▶ [Work instructions] Set the data down again, exactly as it appears below.

(Data extracted from a collection)

===============

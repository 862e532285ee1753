use feed_rs::model::{Entry, Feed};
use html_escape::decode_html_entities;
use scraper::Html;
use tracing::debug;

use crate::dom::{absolute_url, collect_text, resolve_url};
use crate::domain::{FeedItem, NormalizedFeed};

/// Converts the feed-rs model into a `NormalizedFeed`, resolving links against `feed_url`.
pub fn normalize(feed: Feed, feed_url: &str) -> NormalizedFeed {
    let website_url = feed
        .links
        .iter()
        .find(|l| l.rel.as_deref() != Some("self"))
        .or(feed.links.first())
        .and_then(|l| resolve_url(feed_url, &l.href));

    let items = feed
        .entries
        .into_iter()
        .filter_map(|entry| normalize_entry(entry, feed_url))
        .collect();

    NormalizedFeed {
        title: feed.title.map(|t| decode_html_entities(&t.content).trim().to_string()),
        description: feed
            .description
            .map(|d| decode_html_entities(&d.content).trim().to_string()),
        feed_url: feed_url.to_string(),
        website_url,
        published_at: feed.published.or(feed.updated),
        items,
        links: Vec::new(),
    }
}

fn normalize_entry(entry: Entry, feed_url: &str) -> Option<FeedItem> {
    let url = entry
        .links
        .iter()
        .find(|l| l.rel.as_deref().map_or(true, |rel| rel == "alternate"))
        .or(entry.links.first())
        .and_then(|l| resolve_url(feed_url, &l.href))
        .or_else(|| absolute_url(&entry.id));

    let Some(url) = url else {
        debug!(entry_id = %entry.id, "Skipping entry without a usable link");
        return None;
    };

    let image_url = entry
        .media
        .iter()
        .flat_map(|m| m.thumbnails.iter().map(|t| t.image.uri.clone()))
        .chain(entry.media.iter().flat_map(|m| {
            m.content.iter().filter_map(|c| {
                let is_image = c
                    .content_type
                    .as_ref()
                    .map_or(false, |ct| ct.to_string().starts_with("image/"));
                if is_image {
                    c.url.as_ref().map(|u| u.to_string())
                } else {
                    None
                }
            })
        }))
        .next();

    let summary = entry.summary.map(|s| decode_html_entities(&s.content).to_string());
    let (content_raw, content_raw_mime) = match entry.content {
        Some(content) => {
            let mime = content.content_type.to_string();
            (content.body.map(|b| decode_html_entities(&b).to_string()), Some(mime))
        }
        None => (summary.clone(), summary.as_ref().map(|_| "text/html".to_string())),
    };

    let content_text = summary
        .as_deref()
        .or(content_raw.as_deref())
        .map(html_to_text)
        .filter(|t| !t.is_empty());

    Some(FeedItem {
        url,
        title: entry
            .title
            .map(|t| decode_html_entities(&t.content).trim().to_string()),
        content_text,
        content_raw,
        content_raw_mime,
        image_url,
        published_at: entry.published.or(entry.updated),
        tags: entry.categories.into_iter().map(|c| c.term).collect(),
    })
}

pub fn html_to_text(html: &str) -> String {
    let fragment = Html::parse_fragment(html);
    collect_text(fragment.tree.root())
}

===============

▶ [Exercise answer]
repository 862e532285ee1753
use feed_rs::model::{Entry, Feed};
use html_escape::decode_html_entities;
use scraper::Html;
use tracing::debug;

use crate::dom::{absolute_url, collect_text, resolve_url};
use crate::domain::{FeedItem, NormalizedFeed};

/// Converts the feed-rs model into a `NormalizedFeed`, resolving links against `feed_url`.
pub fn normalize(feed: Feed, feed_url: &str) -> NormalizedFeed {
    let website_url = feed
        .links
        .iter()
        .find(|l| l.rel.as_deref() != Some("self"))
        .or(feed.links.first())
        .and_then(|l| resolve_url(feed_url, &l.href));

    let items = feed
        .entries
        .into_iter()
        .filter_map(|entry| normalize_entry(entry, feed_url))
        .collect();

    NormalizedFeed {
        title: feed.title.map(|t| decode_html_entities(&t.content).trim().to_string()),
        description: feed
            .description
            .map(|d| decode_html_entities(&d.content).trim().to_string()),
        feed_url: feed_url.to_string(),
        website_url,
        published_at: feed.published.or(feed.updated),
        items,
        links: Vec::new(),
    }
}

fn normalize_entry(entry: Entry, feed_url: &str) -> Option<FeedItem> {
    let url = entry
        .links
        .iter()
        .find(|l| l.rel.as_deref().map_or(true, |rel| rel == "alternate"))
        .or(entry.links.first())
        .and_then(|l| resolve_url(feed_url, &l.href))
        .or_else(|| absolute_url(&entry.id));

    let Some(url) = url else {
        debug!(entry_id = %entry.id, "Skipping entry without a usable link");
        return None;
    };

    let image_url = entry
        .media
        .iter()
        .flat_map(|m| m.thumbnails.iter().map(|t| t.image.uri.clone()))
        .chain(entry.media.iter().flat_map(|m| {
            m.content.iter().filter_map(|c| {
                let is_image = c
                    .content_type
                    .as_ref()
                    .map_or(false, |ct| ct.to_string().starts_with("image/"));
                if is_image {
                    c.url.as_ref().map(|u| u.to_string())
                } else {
                    None
                }
            })
        }))
        .next();

    let summary = entry.summary.map(|s| decode_html_entities(&s.content).to_string());
    let (content_raw, content_raw_mime) = match entry.content {
        Some(content) => {
            let mime = content.content_type.to_string();
            (content.body.map(|b| decode_html_entities(&b).to_string()), Some(mime))
        }
        None => (summary.clone(), summary.as_ref().map(|_| "text/html".to_string())),
    };

    let content_text = summary
        .as_deref()
        .or(content_raw.as_deref())
        .map(html_to_text)
        .filter(|t| !t.is_empty());

    Some(FeedItem {
        url,
        title: entry
            .title
            .map(|t| decode_html_entities(&t.content).trim().to_string()),
        content_text,
        content_raw,
        content_raw_mime,
        image_url,
        published_at: entry.published.or(entry.updated),
        tags: entry.categories.into_iter().map(|c| c.term).collect(),
    })
}

pub fn html_to_text(html: &str) -> String {
    let fragment = Html::parse_fragment(html);
    collect_text(fragment.tree.root())
}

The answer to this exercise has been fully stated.